▶ _EXERCISE DETAILS_:
The records below should be written out again, exactly.

▶ _DATA RECORDS_:
____________________

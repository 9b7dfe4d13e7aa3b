//! # db-dashboard
//!
//! A generated administration dashboard for SQL databases, mountable as an Axum router.
//!
//! ## Features
//!
//! - Schema discovery: every table with a primary key gets a dashboard, no per-table code
//! - Paginated list views with links along foreign keys
//! - Create, edit and delete forms with input widgets chosen from column types
//! - htmx partial-page updates, with full pages for direct navigation
//! - SQLite support out of the box, other databases through [`DataSource`]
//!
//! ## Security Warning
//!
//! **This is a development tool only!**
//!
//! - No authentication/authorization built-in
//! - Exposes full read and write access to every discovered table
//! - Should never be exposed in production or public networks
//!
//! ## Example Usage
//!
//! ```rust,no_run
//! use axum::{Router, routing::get};
//! use db_dashboard::{DashboardConfig, DashboardLayer};
//! use sqlx::SqlitePool;
//!
//! #[tokio::main]
//! async fn main() {
//!     let pool = SqlitePool::connect("sqlite::memory:")
//!         .await
//!         .unwrap();
//!
//!     // The schema is discovered here, before any request can be served.
//!     let dashboard = DashboardLayer::sqlite(pool, DashboardConfig::default().with_base_path("/admin"))
//!         .await
//!         .unwrap();
//!
//!     let app = Router::new()
//!         .route("/", get(|| async { "Hello, World!" }))
//!         .merge(dashboard.into_router());
//!
//!     // Serve the application...
//! }
//! ```

// Public modules
pub mod api;
pub mod config;
pub mod database;
pub mod dispatcher;
pub mod layer;
pub mod pagination;
pub mod registry;
pub mod render;
pub mod row;
pub mod schema;
pub mod widget;

// Public exports
pub use config::DashboardConfig;
pub use dispatcher::{Dashboard, Refresh};
pub use layer::DashboardLayer;
pub use pagination::{compute_window, PageQuery, PageWindow};
pub use registry::{SchemaError, SchemaRegistry};
pub use row::{Row, Value};
pub use schema::{ColumnInfo, ColumnSchema, ForeignKey, Relation, SemanticType, TableInfo, TableSchema};
pub use widget::{widget_for, Widget};

// Re-export data sources
pub use database::traits::{DataSource, DatabaseError, FindQuery};

#[cfg(feature = "sqlite")]
pub use database::sqlite::SqliteProvider;

// Error type
use thiserror::Error;

#[derive(Debug, Error)]
pub enum DashboardError {
    /// Unknown table or row
    #[error("Not found: {0}")]
    NotFound(String),

    /// Malformed pagination parameters or row payload
    #[error("Invalid request: {0}")]
    Validation(String),

    #[error("Invalid schema: {0}")]
    Schema(#[from] SchemaError),

    #[error("Invalid configuration: {0}")]
    Config(String),

    #[error(transparent)]
    Database(#[from] DatabaseError),
}

pub type Result<T> = std::result::Result<T, DashboardError>;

____________________

▶ _OUTPUT OF THE EXERCISE_:
repository 9b7dfe4d13e7aa3b
//! # db-dashboard
//!
//! A generated administration dashboard for SQL databases, mountable as an Axum router.
//!
//! ## Features
//!
//! - Schema discovery: every table with a primary key gets a dashboard, no per-table code
//! - Paginated list views with links along foreign keys
//! - Create, edit and delete forms with input widgets chosen from column types
//! - htmx partial-page updates, with full pages for direct navigation
//! - SQLite support out of the box, other databases through [`DataSource`]
//!
//! ## Security Warning
//!
//! **This is a development tool only!**
//!
//! - No authentication/authorization built-in
//! - Exposes full read and write access to every discovered table
//! - Should never be exposed in production or public networks
//!
//! ## Example Usage
//!
//! ```rust,no_run
//! use axum::{Router, routing::get};
//! use db_dashboard::{DashboardConfig, DashboardLayer};
//! use sqlx::SqlitePool;
//!
//! #[tokio::main]
//! async fn main() {
//!     let pool = SqlitePool::connect("sqlite::memory:")
//!         .await
//!         .unwrap();
//!
//!     // The schema is discovered here, before any request can be served.
//!     let dashboard = DashboardLayer::sqlite(pool, DashboardConfig::default().with_base_path("/admin"))
//!         .await
//!         .unwrap();
//!
//!     let app = Router::new()
//!         .route("/", get(|| async { "Hello, World!" }))
//!         .merge(dashboard.into_router());
//!
//!     // Serve the application...
//! }
//! ```

// Public modules
pub mod api;
pub mod config;
pub mod database;
pub mod dispatcher;
pub mod layer;
pub mod pagination;
pub mod registry;
pub mod render;
pub mod row;
pub mod schema;
pub mod widget;

// Public exports
pub use config::DashboardConfig;
pub use dispatcher::{Dashboard, Refresh};
pub use layer::DashboardLayer;
pub use pagination::{compute_window, PageQuery, PageWindow};
pub use registry::{SchemaError, SchemaRegistry};
pub use row::{Row, Value};
pub use schema::{ColumnInfo, ColumnSchema, ForeignKey, Relation, SemanticType, TableInfo, TableSchema};
pub use widget::{widget_for, Widget};

// Re-export data sources
pub use database::traits::{DataSource, DatabaseError, FindQuery};

#[cfg(feature = "sqlite")]
pub use database::sqlite::SqliteProvider;

// Error type
use thiserror::Error;

#[derive(Debug, Error)]
pub enum DashboardError {
    /// Unknown table or row
    #[error("Not found: {0}")]
    NotFound(String),

    /// Malformed pagination parameters or row payload
    #[error("Invalid request: {0}")]
    Validation(String),

    #[error("Invalid schema: {0}")]
    Schema(#[from] SchemaError),

    #[error("Invalid configuration: {0}")]
    Config(String),

    #[error(transparent)]
    Database(#[from] DatabaseError),
}

pub type Result<T> = std::result::Result<T, DashboardError>;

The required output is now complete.